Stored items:
• • •

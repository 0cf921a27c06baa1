use serde::Serialize;

use crate::core::types::EntryId;

/// A headword whose normalized form starts with the query.
#[derive(Debug, Clone, PartialEq, Eq, Serialize)]
pub struct PrefixMatch {
    /// Original headword, diacritics intact.
    pub headword: String,
    pub entry_id: EntryId,
}

/// An entry whose body contains the query token.
#[derive(Debug, Clone, PartialEq, Eq, Serialize)]
pub struct FullTextMatch {
    pub headword: String,
    pub entry_id: EntryId,
    /// Occurrences of the query token in this entry's body.
    pub count: u32,
}

/// A headword orthographically close to the query.
#[derive(Debug, Clone, PartialEq, Eq, Serialize)]
pub struct FuzzyMatch {
    pub headword: String,
    pub entry_id: EntryId,
    /// Edit distance from the normalized query.
    pub distance: u8,
}

/// Result of one lookup. All three fields are always present; the staged
/// lookup guarantees at most one of them is non-empty per query.
#[derive(Debug, Clone, Default, PartialEq, Eq, Serialize)]
pub struct LookupResult {
    pub prefix: Vec<PrefixMatch>,
    pub fulltext: Vec<FullTextMatch>,
    pub fuzzy: Vec<FuzzyMatch>,
}

impl LookupResult {
    pub fn is_empty(&self) -> bool {
        self.prefix.is_empty() && self.fulltext.is_empty() && self.fuzzy.is_empty()
    }
}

• • •

> **Task item**:
Reproduce each line from the data that has "FullTextMatch" in it.

> **The answer**:
pub struct FullTextMatch {
    pub fulltext: Vec<FullTextMatch>,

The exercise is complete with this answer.